Era compreensível que chovesse por uma semana. O meu edredon não se esticou nem por um dia, e o meu rosto estava tão molhado quanto a janela. Os dias, antes longos e eternos, evaporaram sem que eu tivesse o tempo - aquele que você disse que não existe - de sequer recuperar o ar.
Nem dos sonhos mais eu me lembrava. Meu sono interrompido pela sua ausência me fazia não querer me desligar. No único dia que me esqueci de dormir foi culpa do remédio que esqueceu de me acordar. Semana de sete dias que passou em quarenta e cinco minutos, assim, por extenso, e me trouxe a bagagem de uma vida inteira - vivida em sete dias. Ou foram meses?
A minha liberdade me trouxe tanto. Tanto que ainda falta.
Falta o tempo - aquele que você disse que não existe.
Eu tentei te convencer do contrário. Disse que ele era rei! Foi ele que me trouxe você.
Você me olhou. E foi aí,
que parou de chover.

sexta-feira, 8 de junho de 2012

Você,


-Você tem um cigarro?
-Estou tentando parar de fumar.
-Eu também. Mas queria uma coisa nas mãos agora.
-Você tem uma coisa nas mãos agora.
-Eu?
-Eu.

CF.

domingo, 3 de junho de 2012

Re-tros-pec-to


Despertei.

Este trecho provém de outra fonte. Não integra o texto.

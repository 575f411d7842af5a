//! `CompileService`: the orchestrator that threads a submitted program graph
//! through S0-S7 (§2, §4.7).
//!
//! Every stage module (`graph`, `expand`, `prepare`, `optimize`, `merge`,
//! `postprocess`) is a pure function over its own inputs; this module owns
//! the state that has to accumulate *across* nodes as the pipeline walks the
//! schedule — the qubit handle allocator, each handle's birth/death rank, and
//! the `(node, declared-name) -> handles` scopes `merge` needs — and drives
//! the one genuinely asynchronous step (S1's snippet lookups) as a single
//! pre-pass so the rest of the walk is ordinary, cancellable CPU work.

use std::collections::{HashMap, HashSet};
use std::time::Duration;

use tokio::time;
use tracing::{debug, instrument, warn};

use crate::ast::{Expr, Program, Statement};
use crate::cancel::CancellationToken;
use crate::error::CompileError;
use crate::expand::{self, ExpandOptions};
use crate::graph::{self, Edge, Graph, IfElsePayload, Node, NodeId, NodeKind, PortIndex, PortType, ScheduledGraph};
use crate::idgen::IdGen;
use crate::merge::{self, QubitScopes};
use crate::optimize::{self, Allocation, Branch, EndRank, Interval, MutexTag};
use crate::postprocess;
use crate::prepare::{self, Diagnostic, InputEdgeInfo, PreparedNode};
use crate::qubitmodel::{resolve_qubit_expr, HandleAllocator, LocalScope, QubitHandle};
use crate::source::{NodeDescriptor, SnippetSource};
use crate::wire::{CompileRequest, CompileResponse, WireError};

/// One already-compiled node or `if`/`else` node in schedule order, ready for
/// S5 assembly. Flat compared to `NodeKind` because `Repeat` never survives
/// S2 and every other kind produces a single leaf unit.
enum MergeUnit {
    Leaf(NodeId),
    If {
        node_id: NodeId,
        condition: Expr,
        then_units: Vec<MergeUnit>,
        else_units: Vec<MergeUnit>,
    },
}

/// Cross-node state accumulated while walking the schedule.
struct Ctx<'a> {
    resolved_snippets: &'a HashMap<NodeId, String>,
    allocator: HandleAllocator,
    idgen: IdGen,
    rank_counter: usize,
    scopes: QubitScopes,
    output_handles: HashMap<(NodeId, u32), Vec<QubitHandle>>,
    prepared: HashMap<NodeId, PreparedNode>,
    preseeded_nodes: HashSet<NodeId>,
    births: HashMap<QubitHandle, usize>,
    owner: HashMap<QubitHandle, NodeId>,
    last_use: HashMap<QubitHandle, usize>,
    reusable_ranks: HashMap<QubitHandle, usize>,
    infinite: HashSet<QubitHandle>,
    mutex_of: HashMap<QubitHandle, MutexTag>,
    /// Tags for `Interval::equal_group`: every handle sharing a tag must
    /// resolve to the same allocator-chosen slot, but the tag itself is
    /// opaque — it is never used as a slot index.
    equal_group_of: HashMap<QubitHandle, u32>,
    next_equal_group: u32,
    diagnostics: Vec<Diagnostic>,
}

impl<'a> Ctx<'a> {
    fn new(resolved_snippets: &'a HashMap<NodeId, String>, idgen: IdGen) -> Self {
        Self {
            resolved_snippets,
            allocator: HandleAllocator::new(),
            idgen,
            rank_counter: 0,
            scopes: HashMap::new(),
            output_handles: HashMap::new(),
            prepared: HashMap::new(),
            preseeded_nodes: HashSet::new(),
            births: HashMap::new(),
            owner: HashMap::new(),
            last_use: HashMap::new(),
            reusable_ranks: HashMap::new(),
            infinite: HashSet::new(),
            mutex_of: HashMap::new(),
            equal_group_of: HashMap::new(),
            next_equal_group: 0,
            diagnostics: Vec::new(),
        }
    }

    fn new_rank(&mut self) -> usize {
        let r = self.rank_counter;
        self.rank_counter += 1;
        r
    }

    fn fresh_handles(&mut self, n: u32, owner: &NodeId, rank: usize, mutex: Option<MutexTag>) -> Vec<QubitHandle> {
        let handles = self.allocator.fresh_n(n);
        for h in &handles {
            self.births.insert(*h, rank);
            self.owner.insert(*h, owner.clone());
            self.last_use.insert(*h, rank);
            if let Some(m) = &mutex {
                self.mutex_of.insert(*h, m.clone());
            }
        }
        handles
    }

    fn mark_use(&mut self, handles: &[QubitHandle], rank: usize) {
        for h in handles {
            let entry = self.last_use.entry(*h).or_insert(rank);
            if rank > *entry {
                *entry = rank;
            }
        }
    }

    fn build_intervals(&self) -> Vec<Interval> {
        self.births
            .iter()
            .map(|(handle, &start)| {
                let end = if self.infinite.contains(handle) {
                    EndRank::Infinite
                } else if let Some(&r) = self.reusable_ranks.get(handle) {
                    EndRank::Finite(r)
                } else {
                    let last = self.last_use.get(handle).copied().unwrap_or(start);
                    EndRank::Finite(last + 1)
                };
                Interval {
                    qubit: *handle,
                    owner_node: self.owner.get(handle).cloned().unwrap_or_else(|| NodeId(String::new())),
                    start,
                    end,
                    mutex: self.mutex_of.get(handle).cloned(),
                    equal_group: self.equal_group_of.get(handle).copied(),
                }
            })
            .collect()
    }
}

/// Drives S0-S7 for one submitted request. Stateless itself; every field is
/// a knob, not accumulated state (that lives in `Ctx`, scoped to one call).
pub struct CompileService<S: SnippetSource> {
    source: S,
    max_unroll: u32,
    optimize: bool,
    timeout: Option<Duration>,
}

/// Default ceiling on `repeat` unrolling, per §4.7, when an embedder doesn't
/// override it with [`CompileService::with_max_unroll`].
pub const DEFAULT_MAX_UNROLL: u32 = 1024;

impl<S: SnippetSource> CompileService<S> {
    pub fn new(source: S, max_unroll: u32, optimize: bool) -> Self {
        Self {
            source,
            max_unroll,
            optimize,
            timeout: None,
        }
    }

    /// Build a service with the default unroll bound and optimization on,
    /// for the common case where an embedder has no reason to deviate.
    pub fn with_source(source: S) -> Self {
        Self::new(source, DEFAULT_MAX_UNROLL, true)
    }

    /// Override the per-request `repeat` unroll ceiling. An embedder-level
    /// knob, deliberately absent from the wire schema's `CompileOptions` —
    /// see `wire::CompileOptions`'s doc comment.
    pub fn with_max_unroll(mut self, max_unroll: u32) -> Self {
        self.max_unroll = max_unroll;
        self
    }

    /// Bound how long one request may run (§4.7's "timeouts are expressed
    /// per request"). Unset by default — an embedder that wants a deadline
    /// opts in explicitly.
    pub fn with_timeout(mut self, timeout: Duration) -> Self {
        self.timeout = Some(timeout);
        self
    }

    /// Compile `req`, never returning `Err` itself: every failure is folded
    /// into `CompileResponse.error` so callers always get a wire-shaped
    /// answer, per §7's "one closed response shape" rule.
    #[instrument(skip(self, req, cancel), fields(nodes = req.nodes.len()))]
    pub async fn compile(&self, req: &CompileRequest, cancel: &CancellationToken) -> CompileResponse {
        let result = match self.timeout {
            // On expiry the pipeline behaves exactly as on cancellation: no
            // partial program is ever returned.
            Some(d) => match time::timeout(d, self.compile_inner(req, cancel)).await {
                Ok(r) => r,
                Err(_) => Err(CompileError::Timeout),
            },
            None => self.compile_inner(req, cancel).await,
        };
        match result {
            Ok((program, diagnostics)) => CompileResponse {
                program: Some(program),
                error: None,
                diagnostics,
            },
            Err(e) => {
                warn!(error = %e, "compile request failed");
                CompileResponse {
                    program: None,
                    error: Some(to_wire_error(&e)),
                    diagnostics: Vec::new(),
                }
            }
        }
    }

    async fn compile_inner(
        &self,
        req: &CompileRequest,
        cancel: &CancellationToken,
    ) -> Result<(String, Vec<String>), CompileError> {
        if cancel.is_cancelled() {
            return Err(CompileError::Cancelled);
        }

        let request_bytes = serde_json::to_vec(req).unwrap_or_default();
        let idgen = IdGen::from_request_bytes(&request_bytes);

        let raw_graph = crate::wire::to_graph(req).map_err(CompileError::MalformedRequest)?;
        graph::ingest_recursive(raw_graph.clone())?;

        let expand_opts = ExpandOptions {
            max_unroll: self.max_unroll,
            rotate_loop_carry: false,
        };
        let flat_graph = expand::expand(raw_graph, &expand_opts)?;

        if cancel.is_cancelled() {
            return Err(CompileError::Cancelled);
        }

        let mut missing = Vec::new();
        collect_missing(&flat_graph, &mut missing);

        let mut resolved: HashMap<NodeId, String> = HashMap::new();
        for (id, descriptor) in &missing {
            if cancel.is_cancelled() {
                return Err(CompileError::Cancelled);
            }
            debug!(node = %id, "fetching snippet from source");
            let snippet = self
                .source
                .lookup(descriptor)
                .await
                .ok_or_else(|| CompileError::MissingSnippet(id.clone()))?;
            resolved.insert(id.clone(), snippet);
        }

        if cancel.is_cancelled() {
            return Err(CompileError::Cancelled);
        }

        let scheduled = graph::ingest(flat_graph)?;

        let mut ctx = Ctx::new(&resolved, idgen);
        let top_units = compile_graph_level(&mut ctx, &scheduled, None)?;

        if cancel.is_cancelled() {
            return Err(CompileError::Cancelled);
        }

        let intervals = ctx.build_intervals();
        let alloc = optimize::allocate(&intervals, self.optimize)?;

        let mut statements = vec![
            Statement::Version("3.1".to_string()),
            Statement::Include("stdgates.inc".to_string()),
            Statement::QubitDecl {
                name: "leqo_reg".to_string(),
                size: Some(Expr::Int(alloc.width as i64)),
                annotations: Vec::new(),
            },
        ];
        statements.extend(assemble(&top_units, &ctx, &ctx.scopes, &alloc)?);

        let program = Program { statements };

        if cancel.is_cancelled() {
            return Err(CompileError::Cancelled);
        }

        let text = postprocess::postprocess(program)?;
        let diagnostics = ctx
            .diagnostics
            .iter()
            .map(|d| format!("{}: {}", d.node, d.message))
            .collect();
        Ok((text, diagnostics))
    }
}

Quando abri os olhos, olhei em volta sem reconhecer nada. As mesas brancas que se encaixavam perfeitamente nas quinas da parede eram cobertas de flores coloridas e livros empoeirados. A cama tinha um cobertor amarrotado e no banco ao lado um café quente.
Me sentei. Precisei de alguns segundos de realidade para me desligar do sonho. Aquele, que tive com você. Não bastasse as diárias perdidas com o pensamento agarrado em você, as poucas de sono que me restavam você invadia. Não era justo.
O sol, tímido em um dia nublado, tentava atravessar as persianas azuis e acertar em cheio meus olhos, transbordando de lágrimas.
Uma delas caiu no lençol laranja, e fez uma mancha tão grande. Aquela maquiagem pesada da noite anterior tava toda ali, ainda. Aos poucos a consciência voltou.
Tinham sido três gostos naquela semana. Não queriam mesmo ir embora, e se fizeram presente em todos os dias dela: vodka, café e lágrimas.
Me atingiam em diferentes momentos. Mas você, estava sempre ali.
Quando me levantei da cama, cambaleei. A mesma vontade que gritava de dentro de correr e ir atrás de você, se contradizia com a inércia do corpo, que só queria dormir e ficar ali, jogado nos pensamentos seus.
Enquanto não resolvia, senti o braço arder. Lembrei. Aqueles cortes tinham ficado sem curativo, e eu estava tão exposta quanto eles.
Minha mãe interrompe a confusão, abrindo a porta. Ela me viu chegar em casa, acabada daquele jeito, então não precisava ter receios ou esconder nada. Simplesmente fiquei em pé, parada.
Ela me abraçou e disse:
-Sabe, filha. O coração é o único que dá a vida e a morte. Ele tem vida própria. Com ele, a gente não deve nunca discutir.
Me deu um beijo na testa e saiu, acendendo um cigarro.
E eu fiquei, ali. Com o gosto de ontem, querendo sentir o de amanhã.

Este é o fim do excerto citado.